Tlaib referia-se ao facto de a Palestina estar neste momento privada de vacinas contra a Covid-19 apesar de o vizinho Israel ter já iniciado uma grande campanha de vacinação. A campanha israelita inclui os colonatos judaicos na Cisjordânia, mas os quase cinco milhões de palestinianos que vivem nesse território e na Faixa de Gaza não irão receber a vacina.

“Eles têm o poder para distribuir a vacina ao povo palestiniano, os seus próprios vizinhos, a metros do local onde vivem”, defendeu Rashida Tlaib, acusando também Israel de privar a Palestina do acesso a testes, recursos para rastreamento de contactos e medicação.

“Isto apenas reitera o que o povo palestiniano e grupos de defesa dos Direitos Humanos nos têm dito: que Israel é um Estado de apartheid”, sublinhou.

“Pode criar-se um colonato em qualquer lugar, mas do outro lado dessa parede está uma comunidade rural, uma vila, onde a minha avó vive. E muitos dos nossos, vários membros da minha família e outros que conheço estão a tentar, novamente, viver uma boa vida, uma vida livre, livre dessas políticas opressivas e racistas que lhes negam o acesso à saúde pública, à liberdade de circulação, às oportunidades económicas”, condenou Tlaib.
Médicos palestinianos impedidos de trabalhar com colegas israelitas
Segundo o Jerusalem Post, Israel tem fornecido à Palestina desde o início da pandemia algum material médico, incluindo ventiladores. A vacina, porém, não foi partilhada. A Palestina continua, assim, dependente da Autoridade Palestiniana – que gere partes da Cisjordânia sob acordos de paz assinados nos anos 1990 – para obter vacinas contra o SARS-CoV-2.

Em maio do ano passado, depois de o Supremo Tribunal de Justiça de Israel ordenar ao Governo de Benjamin Netanyahu que fornecesse à população pormenores sobre a sua atuação para travar a pandemia, o Ministério israelita da Saúde adiantou que estava “a cooperar com a Autoridade Palestiniana e com outros atores internacionais para garantir ajuda ao povo da Palestina na luta contra o novo coronavírus”, dizendo estar a fazer “muito mais do que o exigido pela lei”.

Na altura, o executivo israelita referiu também que, desde 1995, quando foi assinado o Acordo Provisório sobre a Cisjordânia e a Faixa de Gaza (conhecido por Oslo II), a Autoridade Palestiniana passou a assumir a responsabilidade pelos cuidados de saúde nesse território.
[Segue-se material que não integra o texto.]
//! Field-keyed validation messages.
//!
//! Keys keep the order in which they were first reported, and each key keeps
//! its messages in the order they were added. Serializes as a JSON object of
//! `field -> [message, ...]`. `Display` names the rejected fields only,
//! since messages repeat what the caller submitted.

use std::fmt;

use serde::ser::{Serialize, SerializeMap, Serializer};

#[derive(Debug, Clone, Default, PartialEq, Eq)]
pub struct FieldErrors {
    entries: Vec<(String, Vec<String>)>,
}

impl FieldErrors {
    pub fn new() -> Self {
        Self::default()
    }

    /// Append a message under `field`
    pub fn add(&mut self, field: &str, message: impl Into<String>) {
        let message = message.into();
        match self.entries.iter_mut().find(|(name, _)| name == field) {
            Some((_, messages)) => messages.push(message),
            None => self.entries.push((field.to_string(), vec![message])),
        }
    }

    pub fn get(&self, field: &str) -> Option<&[String]> {
        self.entries
            .iter()
            .find(|(name, _)| name == field)
            .map(|(_, messages)| messages.as_slice())
    }

    pub fn contains(&self, field: &str) -> bool {
        self.get(field).is_some()
    }

    pub fn is_empty(&self) -> bool {
        self.entries.is_empty()
    }

    /// Number of fields with at least one message
    pub fn len(&self) -> usize {
        self.entries.len()
    }

    pub fn fields(&self) -> impl Iterator<Item = &str> {
        self.entries.iter().map(|(name, _)| name.as_str())
    }

    pub fn iter(&self) -> impl Iterator<Item = (&str, &[String])> {
        self.entries
            .iter()
            .map(|(name, messages)| (name.as_str(), messages.as_slice()))
    }
}

impl Serialize for FieldErrors {
    fn serialize<S>(&self, serializer: S) -> Result<S::Ok, S::Error>
    where
        S: Serializer,
    {
        let mut map = serializer.serialize_map(Some(self.entries.len()))?;
        for (field, messages) in &self.entries {
            map.serialize_entry(field, messages)?;
        }
        map.end()
    }
}

impl fmt::Display for FieldErrors {
    fn fmt(&self, f: &mut fmt::Formatter<'_>) -> fmt::Result {
        for (index, field) in self.fields().enumerate() {
            if index > 0 {
                f.write_str(", ")?;
            }
            f.write_str(field)?;
        }
        Ok(())
    }
}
O acordo menciona que “Israel e Palestina devem trocar informações sobre pandemias e doenças contagiosas, cooperar na luta contra as mesmas e desenvolver sistemas que permitam transferir ficheiros médicos entre as duas partes”. Algo que, segundo Israel, tem estado a acontecer desde a chegada do SARS-CoV-2.

No entanto, três médicos israelitas avançaram à revista científica The Lancet que os profissionais de saúde palestinianos são frequentemente impedidos de trabalhar com os colegas israelitas. Além disso, os pacientes palestinianos têm alegadamente sido impedidos pela Autoridade Palestiniana de entrarem em Israel para receberem tratamentos médicos.
Vacinas só chegam à Palestina em março
Sendo tecnicamente a Autoridade Palestiniana a responsável pelos cuidados de saúde na Cisjordânia e na Faixa de Gaza, a entidade agradeceria neste momento o apoio de Israel, uma vez que o aumento de casos de infeção e as dificuldades em conseguir fazer chegar vacinas à região estão a aumentar o risco de colapso dos hospitais, onde há cada vez mais pacientes internados com Covid-19.
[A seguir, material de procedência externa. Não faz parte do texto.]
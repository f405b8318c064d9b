use cm_core::Customer;

use serde::Serialize;

/// Customer as returned to clients
#[derive(Debug, Clone, PartialEq, Eq, Serialize)]
pub struct CustomerResponse {
    pub id: String,
    #[serde(rename = "fullName")]
    pub full_name: String,
    pub email: String,
    #[serde(rename = "gitHubUsername")]
    pub github_username: String,
    /// `YYYY-MM-DD`
    #[serde(rename = "dateOfBirth")]
    pub date_of_birth: String,
}

impl From<Customer> for CustomerResponse {
    fn from(customer: Customer) -> Self {
        Self {
            id: customer.id.to_string(),
            full_name: customer.full_name,
            email: customer.email,
            github_username: customer.github_username,
            date_of_birth: customer.date_of_birth.format("%Y-%m-%d").to_string(),
        }
    }
}
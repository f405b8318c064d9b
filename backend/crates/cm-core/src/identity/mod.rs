pub mod identity_error;
pub mod identity_verifier;
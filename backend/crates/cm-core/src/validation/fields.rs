//! Field names as they appear on the wire and in validation error keys.

pub const FULL_NAME: &str = "fullName";
pub const EMAIL: &str = "email";
pub const GITHUB_USERNAME: &str = "gitHubUsername";
pub const DATE_OF_BIRTH: &str = "dateOfBirth";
A ministra palestiniana da Saúde já disse esperar que os primeiros lotes de vacinas da AstraZeneca cheguem à Cisjordânia e à Faixa de Gaza no início de março deste ano – três meses depois de Israel ter dado início à campanha de vacinação.

“Assinámos um acordo com a AstraZeneca para obtermos dois milhões de doses”, assegurou recentemente à Al Jazeera a ministra May al-Kaila. Cada dose custará à Autoridade Palestiniana cerca de quatro euros, pelo que serão investidos 8,2 milhões de euros no total.
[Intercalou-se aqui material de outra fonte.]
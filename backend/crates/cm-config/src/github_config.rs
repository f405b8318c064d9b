use crate::{ConfigError, ConfigErrorResult};

use serde::Deserialize;

pub const DEFAULT_BASE_URL: &str = "https://api.github.com";
pub const DEFAULT_USER_AGENT: &str = "customers-service";

pub const MIN_TIMEOUT_SECS: u64 = 1;
pub const MAX_TIMEOUT_SECS: u64 = 60;
pub const DEFAULT_TIMEOUT_SECS: u64 = 5;

pub const MIN_CHECK_TIMEOUT_SECS: u64 = 1;
pub const MAX_CHECK_TIMEOUT_SECS: u64 = 300;
pub const DEFAULT_CHECK_TIMEOUT_SECS: u64 = 15;

/// Identity provider settings.
///
/// `timeout_secs` bounds a single HTTP attempt; `check_timeout_secs` bounds
/// the whole username check including retries.
#[derive(Clone, Deserialize)]
#[serde(default)]
pub struct GitHubConfig {
    pub base_url: String,
    pub token: Option<String>,
    pub user_agent: String,
    pub timeout_secs: u64,
    pub check_timeout_secs: u64,
}

impl Default for GitHubConfig {
    fn default() -> Self {
        Self {
            base_url: String::from(DEFAULT_BASE_URL),
            token: None,
            user_agent: String::from(DEFAULT_USER_AGENT),
            timeout_secs: DEFAULT_TIMEOUT_SECS,
            check_timeout_secs: DEFAULT_CHECK_TIMEOUT_SECS,
        }
    }
}

// Keeps the token out of debug output
impl std::fmt::Debug for GitHubConfig {
    fn fmt(&self, f: &mut std::fmt::Formatter<'_>) -> std::fmt::Result {
        f.debug_struct("GitHubConfig")
            .field("base_url", &self.base_url)
            .field("token", &self.token.as_ref().map(|_| "<redacted>"))
            .field("user_agent", &self.user_agent)
            .field("timeout_secs", &self.timeout_secs)
            .field("check_timeout_secs", &self.check_timeout_secs)
            .finish()
    }
}

impl GitHubConfig {
    pub fn validate(&self) -> ConfigErrorResult<()> {
        if !(self.base_url.starts_with("http://") || self.base_url.starts_with("https://")) {
            return Err(ConfigError::github(format!(
                "github.base_url must start with http:// or https://, got '{}'",
                self.base_url
            )));
        }

        if self.user_agent.trim().is_empty() {
            return Err(ConfigError::github("github.user_agent must not be empty"));
        }

        if self.timeout_secs < MIN_TIMEOUT_SECS || self.timeout_secs > MAX_TIMEOUT_SECS {
            return Err(ConfigError::github(format!(
                "github.timeout_secs must be {}-{}, got {}",
                MIN_TIMEOUT_SECS, MAX_TIMEOUT_SECS, self.timeout_secs
            )));
        }

        if self.check_timeout_secs < MIN_CHECK_TIMEOUT_SECS
            || self.check_timeout_secs > MAX_CHECK_TIMEOUT_SECS
        {
            return Err(ConfigError::github(format!(
                "github.check_timeout_secs must be {}-{}, got {}",
                MIN_CHECK_TIMEOUT_SECS, MAX_CHECK_TIMEOUT_SECS, self.check_timeout_secs
            )));
        }

        if self.check_timeout_secs < self.timeout_secs {
            return Err(ConfigError::github(format!(
                "github.check_timeout_secs ({}) must be >= github.timeout_secs ({})",
                self.check_timeout_secs, self.timeout_secs
            )));
        }

        Ok(())
    }
}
Tendo em conta que cada pessoa precisa de receber duas doses da vacina de modo a conseguir ficar imunizada contra o vírus, os dois milhões de doses apenas serão suficientes para vacinar um milhão de palestinianos.

Até ao momento, mais de 173 mil palestinianos testaram positivo à Covid-19 e mais de 1900 morreram devido à doença na Cisjordânia e na Faixa de Gaza desde o início da pandemia.